Information given:
____
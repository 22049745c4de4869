use super::EntityMetadata;

/// Трейт для корня агрегата
///
/// Определяет обязательные методы и метаданные для всех агрегатов системы
pub trait AggregateRoot {
    /// Тип идентификатора агрегата
    type Id;

    // ============================================================================
    // Методы экземпляра (данные конкретной записи)
    // ============================================================================

    /// Получить ID записи
    fn id(&self) -> Self::Id;

    /// Получить бизнес-код записи (например, "EQ-0001")
    fn code(&self) -> &str;

    /// Получить описание/название записи
    fn description(&self) -> &str;

    /// Получить метаданные жизненного цикла
    fn metadata(&self) -> &EntityMetadata;

    /// Получить изменяемые метаданные
    fn metadata_mut(&mut self) -> &mut EntityMetadata;

    // ============================================================================
    // Метаданные класса агрегата (статические данные)
    // ============================================================================

    /// Индекс агрегата в системе (например, "a001")
    fn aggregate_index() -> &'static str;

    /// Имя коллекции для БД и API (например, "factory")
    fn collection_name() -> &'static str;

    /// Имя элемента для UI (единственное число, например, "Завод")
    fn element_name() -> &'static str;

    /// Имя списка для UI (множественное число, например, "Заводы")
    fn list_name() -> &'static str;

    /// Префикс бизнес-кода для новых записей (например, "FAC")
    fn code_prefix() -> &'static str;

    // ============================================================================
    // Методы с реализацией по умолчанию
    // ============================================================================

    /// Полное имя агрегата для системы (например, "a001_factory")
    fn full_name() -> String {
        format!("{}_{}", Self::aggregate_index(), Self::collection_name())
    }

    /// Префикс для таблиц БД (например, "a001_factory_")
    fn table_prefix() -> String {
        format!("{}_", Self::full_name())
    }

    /// Сгенерировать бизнес-код по порядковому номеру: `FAC-0007`
    fn format_code(seq: u64) -> String {
        format!("{}-{:04}", Self::code_prefix(), seq)
    }
}
//! Расчёт нарядов по плану ТО: первичная генерация при активации
//! и продление повторяющихся планов планировщиком.

use chrono::{Duration, NaiveDate};
use contracts::domain::a004_pm_plan::aggregate::{PlanStatus, PmPlan};
use contracts::domain::a005_work_order::aggregate::WorkOrder;

/// Наряд, который нужно создать
#[derive(Debug, Clone, PartialEq, Eq)]
pub struct PlannedOrder {
    pub equipment_id: String,
    pub checklist_template_id: String,
    pub planned_date: NaiveDate,
}

fn belongs_to(plan_id: &str, w: &WorkOrder, equipment_id: &str) -> bool {
    w.pm_plan_id.as_deref() == Some(plan_id) && w.equipment_id == equipment_id
}

fn already_planned(plan_id: &str, existing: &[WorkOrder], order: &PlannedOrder) -> bool {
    existing
        .iter()
        .any(|w| belongs_to(plan_id, w, &order.equipment_id) && w.planned_date == order.planned_date)
}

/// Наряды по строкам плана. Строки, для которых наряд на ту же дату уже есть, пропускаются.
///
/// Возвращает список к созданию и количество пропущенных строк.
pub fn initial_orders(plan: &PmPlan, existing: &[WorkOrder]) -> (Vec<PlannedOrder>, usize) {
    let plan_id = plan.to_string_id();
    let mut orders = Vec::new();
    let mut skipped = 0;

    for item in &plan.items {
        let (Some(checklist), Some(date)) = (
            item.checklist_template_id.as_deref().filter(|s| !s.trim().is_empty()),
            item.planned_date,
        ) else {
            skipped += 1;
            continue;
        };
        let order = PlannedOrder {
            equipment_id: item.equipment_id.clone(),
            checklist_template_id: checklist.to_string(),
            planned_date: date,
        };
        if already_planned(&plan_id, existing, &order) {
            skipped += 1;
        } else {
            orders.push(order);
        }
    }

    (orders, skipped)
}

/// Следующие наряды повторяющегося плана.
///
/// Для каждой строки берётся последний по дате наряд плана; если он выполнен или закрыт,
/// планируется следующий на `дата + периодичность`, при условии что дата укладывается
/// в срок действия плана и в горизонт `today + lookahead_days`.
pub fn rollover_orders(
    plan: &PmPlan,
    existing: &[WorkOrder],
    today: NaiveDate,
    lookahead_days: i64,
) -> Vec<PlannedOrder> {
    if plan.status != PlanStatus::Active || !plan.frequency.is_recurring() {
        return Vec::new();
    }
    let plan_id = plan.to_string_id();
    let horizon = today + Duration::days(lookahead_days.max(0));
    let mut orders = Vec::new();

    for item in &plan.items {
        let Some(last) = existing
            .iter()
            .filter(|w| belongs_to(&plan_id, w, &item.equipment_id))
            .max_by_key(|w| w.planned_date)
        else {
            continue;
        };
        if !last.status.is_done() {
            continue;
        }
        let Some(next_date) = plan.next_occurrence(last.planned_date) else {
            continue;
        };
        if next_date > horizon {
            continue;
        }
        let checklist = item
            .checklist_template_id
            .clone()
            .filter(|s| !s.trim().is_empty())
            .unwrap_or_else(|| last.checklist_template_id.clone());

        orders.push(PlannedOrder {
            equipment_id: item.equipment_id.clone(),
            checklist_template_id: checklist,
            planned_date: next_date,
        });
    }

    orders
}

#[cfg(test)]
mod tests {
    use super::*;
    use contracts::domain::a004_pm_plan::aggregate::{Frequency, PmPlanItem};
    use contracts::domain::a005_work_order::aggregate::WorkOrderStatus;

    fn d(y: i32, m: u32, day: u32) -> NaiveDate {
        NaiveDate::from_ymd_opt(y, m, day).unwrap()
    }

    fn plan(frequency: Frequency) -> PmPlan {
        let mut p = PmPlan::new_for_insert("PM-0001".into(), "План".into(), "f1".into(), d(2024, 1, 1));
        p.frequency = frequency;
        p.status = PlanStatus::Active;
        p.items = vec![
            PmPlanItem {
                equipment_id: "eq1".into(),
                checklist_template_id: Some("cl1".into()),
                planned_date: Some(d(2024, 1, 15)),
            },
            PmPlanItem {
                equipment_id: "eq2".into(),
                checklist_template_id: Some("cl2".into()),
                planned_date: Some(d(2024, 1, 20)),
            },
        ];
        p
    }

    fn order(p: &PmPlan, equipment: &str, date: NaiveDate, status: WorkOrderStatus) -> WorkOrder {
        let mut w = WorkOrder::new_for_insert(
            "WO".into(),
            "ТО".into(),
            equipment.into(),
            "cl1".into(),
            date,
        );
        w.pm_plan_id = Some(p.to_string_id());
        w.status = status;
        w
    }

    #[test]
    fn test_initial_orders_for_new_plan() {
        let p = plan(Frequency::Monthly);
        let (orders, skipped) = initial_orders(&p, &[]);
        assert_eq!(skipped, 0);
        assert_eq!(orders.len(), 2);
        assert_eq!(orders[0].planned_date, d(2024, 1, 15));
        assert_eq!(orders[1].checklist_template_id, "cl2");
    }

    #[test]
    fn test_initial_orders_is_idempotent() {
        let p = plan(Frequency::Monthly);
        let existing = vec![order(&p, "eq1", d(2024, 1, 15), WorkOrderStatus::New)];
        let (orders, skipped) = initial_orders(&p, &existing);
        assert_eq!(skipped, 1);
        assert_eq!(orders.len(), 1);
        assert_eq!(orders[0].equipment_id, "eq2");
    }

    #[test]
    fn test_initial_orders_ignores_other_plans() {
        let p = plan(Frequency::Monthly);
        let mut foreign = order(&p, "eq1", d(2024, 1, 15), WorkOrderStatus::New);
        foreign.pm_plan_id = Some("other".into());
        let (orders, _) = initial_orders(&p, &[foreign]);
        assert_eq!(orders.len(), 2);
    }

    #[test]
    fn test_rollover_after_completion() {
        let p = plan(Frequency::Monthly);
        let existing = vec![
            order(&p, "eq1", d(2024, 1, 15), WorkOrderStatus::Completed),
            order(&p, "eq2", d(2024, 1, 20), WorkOrderStatus::InProgress),
        ];
        let orders = rollover_orders(&p, &existing, d(2024, 1, 25), 30);
        assert_eq!(orders.len(), 1);
        assert_eq!(orders[0].equipment_id, "eq1");
        assert_eq!(orders[0].planned_date, d(2024, 2, 15));
    }

    #[test]
    fn test_rollover_respects_horizon_and_end_date() {
        let mut p = plan(Frequency::Quarterly);
        let existing = vec![order(&p, "eq1", d(2024, 1, 15), WorkOrderStatus::Closed)];
        assert!(rollover_orders(&p, &existing, d(2024, 1, 25), 30).is_empty());
        assert_eq!(rollover_orders(&p, &existing, d(2024, 3, 20), 30).len(), 1);

        p.end_date = Some(d(2024, 3, 31));
        assert!(rollover_orders(&p, &existing, d(2024, 3, 20), 30).is_empty());
    }

    #[test]
    fn test_rollover_skips_once_and_inactive_plans() {
        let mut p = plan(Frequency::Once);
        let existing = vec![order(&p, "eq1", d(2024, 1, 15), WorkOrderStatus::Completed)];
        assert!(rollover_orders(&p, &existing, d(2024, 1, 25), 365).is_empty());

        p.frequency = Frequency::Weekly;
        p.status = PlanStatus::Inactive;
        assert!(rollover_orders(&p, &existing, d(2024, 1, 25), 365).is_empty());
    }

    #[test]
    fn test_rollover_uses_latest_order() {
        let p = plan(Frequency::Weekly);
        let existing = vec![
            order(&p, "eq1", d(2024, 1, 15), WorkOrderStatus::Closed),
            order(&p, "eq1", d(2024, 1, 22), WorkOrderStatus::New),
        ];
        assert!(rollover_orders(&p, &existing, d(2024, 1, 25), 30).is_empty());
    }
}
use anyhow::Result;
use contracts::system::users::{CreateUserDto, UserRole};

use crate::shared::logger;
use crate::system::users::{repository, service};

pub const DEFAULT_ADMIN_LOGIN: &str = "admin";

/// Создать администратора `admin/admin`, если пользователей ещё нет
pub async fn ensure_admin_user_exists() -> Result<()> {
    if repository::count_users().await? > 0 {
        return Ok(());
    }

    tracing::info!("No users found. Creating default admin user...");

    let admin_id = service::create(
        CreateUserDto {
            username: DEFAULT_ADMIN_LOGIN.to_string(),
            password: DEFAULT_ADMIN_LOGIN.to_string(),
            email: None,
            full_name: Some("Администратор".to_string()),
            role: UserRole::Admin,
        },
        None,
    )
    .await?;

    tracing::warn!("═══════════════════════════════════════════════");
    tracing::warn!("  Default admin user created!");
    tracing::warn!("  Username: {}", DEFAULT_ADMIN_LOGIN);
    tracing::warn!("  Password: {}", DEFAULT_ADMIN_LOGIN);
    tracing::warn!("  User ID: {}", admin_id);
    tracing::warn!("  PLEASE CHANGE THE PASSWORD IMMEDIATELY!");
    tracing::warn!("═══════════════════════════════════════════════");

    logger::warn(
        "sys_users",
        "Создан администратор по умолчанию admin/admin, смените пароль",
    );
    Ok(())
}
____
Task instructions:
Wherever a line of the data above contains "warn", copy that line.

Task result:
    tracing::warn!("═══════════════════════════════════════════════");
    tracing::warn!("  Default admin user created!");
    tracing::warn!("  Username: {}", DEFAULT_ADMIN_LOGIN);
    tracing::warn!("  Password: {}", DEFAULT_ADMIN_LOGIN);
    tracing::warn!("  User ID: {}", admin_id);
    tracing::warn!("  PLEASE CHANGE THE PASSWORD IMMEDIATELY!");
    tracing::warn!("═══════════════════════════════════════════════");
    logger::warn(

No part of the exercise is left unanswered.